Lola Delaney, a housewife. Married to Doc at the age of eighteen, Lola has remained mentally an adolescent for the past twenty years. In contrast to her shy, introverted husband, she has no internal resources and is completely dependent on other people. She has let herself become fat, and she neglects her housekeeping, along with her personal appearance. At the age of eighteen, she had been strikingly attractive and much sought after by young men. Because this was the only area in which she ever experienced success and satisfaction, she has never gotten over her youthful illusions about romantic love. Her small lost dog, Little Sheba, symbolizes for her, on an unconscious level, her own lost youth and beauty, which she hopes somehow will come back to her.

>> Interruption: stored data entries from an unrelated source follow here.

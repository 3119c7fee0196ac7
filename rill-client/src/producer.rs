//! Direct (unbatched) producer.

use tracing::debug;

use crate::client::SharedClient;
use crate::error::{ClientError, Result};
use crate::record::{Record, RecordId};

/// Writes each record with its own append call.
#[derive(Clone)]
pub struct Producer {
    client: SharedClient,
    stream: String,
}

impl Producer {
    /// Creates a producer for `stream`.
    #[must_use]
    pub fn new(client: SharedClient, stream: impl Into<String>) -> Self {
        Self {
            client,
            stream: stream.into(),
        }
    }

    /// Returns the target stream.
    #[must_use]
    pub fn stream(&self) -> &str {
        &self.stream
    }

    /// Writes one record and waits for its identifier.
    ///
    /// # Errors
    ///
    /// Propagates the broker's rejection: `NotFound` for a missing stream,
    /// `RecordTooLarge` for an oversized payload.
    pub async fn write(&self, record: Record) -> Result<RecordId> {
        let ids = self.client.append(&self.stream, vec![record]).await?;
        let id = ids.into_iter().next().ok_or_else(|| ClientError::Protocol {
            message: format!("append to {} returned no identifier", self.stream),
        })?;
        debug!(stream = %self.stream, record_id = %id, "record written");
        Ok(id)
    }
}

impl std::fmt::Debug for Producer {
    fn fmt(&self, f: &mut std::fmt::Formatter<'_>) -> std::fmt::Result {
        f.debug_struct("Producer")
            .field("address", &self.client.address())
            .field("stream", &self.stream)
            .finish()
    }
}
//! Failure classes of a test case.

use std::time::Duration;

use rill_client::ClientError;
use rill_cluster::ClusterError;
use rill_workload::WorkloadError;
use thiserror::Error;

/// The result type returned by test-case bodies.
pub type Result<T> = std::result::Result<T, CaseError>;

/// Why a test case failed.
///
/// Infrastructure and timeout failures abort a case at the point they
/// happen. Contract and verification failures are collected first, so a
/// single error can carry several of them.
#[derive(Debug, Error)]
pub enum CaseError {
    /// The cluster could not be brought up, reached, or torn down.
    #[error("infrastructure failure: {message}")]
    Infrastructure {
        /// What failed.
        message: String,
    },

    /// An operation succeeded where failure was expected, or the reverse.
    #[error("contract violated:\n  {}", failures.join("\n  "))]
    Contract {
        /// One entry per failed expectation, naming the operation.
        failures: Vec<String>,
    },

    /// The observed model diverged from the expected model.
    #[error("verification failed:\n{summary}")]
    Verification {
        /// Verdict summaries.
        summary: String,
    },

    /// A bounded wait expired.
    #[error("timed out after {waited:?} waiting for {what}")]
    Timeout {
        /// What was being waited for.
        what: String,
        /// How long the wait lasted.
        waited: Duration,
    },
}

impl CaseError {
    /// A broker operation failed that was expected to succeed.
    #[must_use]
    pub fn contract(operation: impl Into<String>, source: &ClientError) -> Self {
        Self::Contract {
            failures: vec![format!("{}: {source}", operation.into())],
        }
    }

    /// Returns true for the timeout class.
    #[must_use]
    pub const fn is_timeout(&self) -> bool {
        matches!(self, Self::Timeout { .. })
    }

    /// Returns true for the infrastructure class.
    #[must_use]
    pub const fn is_infrastructure(&self) -> bool {
        matches!(self, Self::Infrastructure { .. })
    }
}

impl From<ClusterError> for CaseError {
    fn from(err: ClusterError) -> Self {
        match err {
            ClusterError::NotReady {
                node,
                address,
                waited,
            } => Self::Timeout {
                what: format!("{node} to accept connections at {address}"),
                waited,
            },
            other => Self::Infrastructure {
                message: other.to_string(),
            },
        }
    }
}

impl From<WorkloadError> for CaseError {
    fn from(err: WorkloadError) -> Self {
        match err {
            WorkloadError::Client { operation, source } => Self::contract(operation, &source),
            WorkloadError::Timeout { what, waited } => Self::Timeout { what, waited },
            WorkloadError::Verification { summary } => Self::Verification { summary },
            WorkloadError::Contract { failures } => Self::Contract { failures },
            other @ (WorkloadError::InvalidConfig { .. } | WorkloadError::TaskFailed { .. }) => {
                Self::Infrastructure {
                    message: other.to_string(),
                }
            }
        }
    }
}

Marie, a college student who boards with the Delaneys. At the age of eighteen or nineteen, she is pretty, cheerful, sprightly, and friendly, a ray of sunshine in this unhappy household. Both Doc and Lola project their fantasies onto this fairly ordinary girl. Doc sees her as pure and almost saintly. Lola sees her quite simply as herself at that same age. Marie's passionate relationship with Turk, in which Lola takes a strong vicarious interest, triggers Doc's repressed rage and leads directly to the violent climax of the play. Through their emotional involvement with Marie, both Doc and Lola eventually come to realize their mistaken illusions about the glamour of youth.
Turk, a college athlete, good-looking, aggressive, muscular, and narcissistic. Although only nineteen or twenty years old, he has been in the military service and has acquired a superficial sophistication. His attitude toward young women is predatory; he is interested only in sex. Although Marie is strongly attracted to him on this level, she knows he is not a suitable prospect as a spouse. Doc hates him because he is sensual and uninhibited, everything Doc is not. When Doc realizes that the two young students are sleeping together under his roof, he gets roaring drunk and threatens to kill Turk as well as Lola, whom he blames for acting as a pander in the illicit affair.
Bruce, Marie's fiancé, who lives in another city. This intelligent, ambitious, and well-mannered young man comes from an upper-middle-class family and is already making headway in the business world. Marie regards him as a good catch, but he does not fire her blood the way Turk does. When she and Bruce go off to get married at the end of the play, it is clear that they will have a conventional middle-class marriage without any physical excitement.
Mrs. Coffman, a housewife, the Delaneys' next-door neighbor. This middle-aged mother of seven children serves as a contrast to the slovenly, irresponsible Lola. Mrs. Coffman speaks with a German accent and has the hardworking, no-nonsense attitude often associated with members of that ethnic group. She is kindhearted, however, and proves helpful to Lola in her hour of need.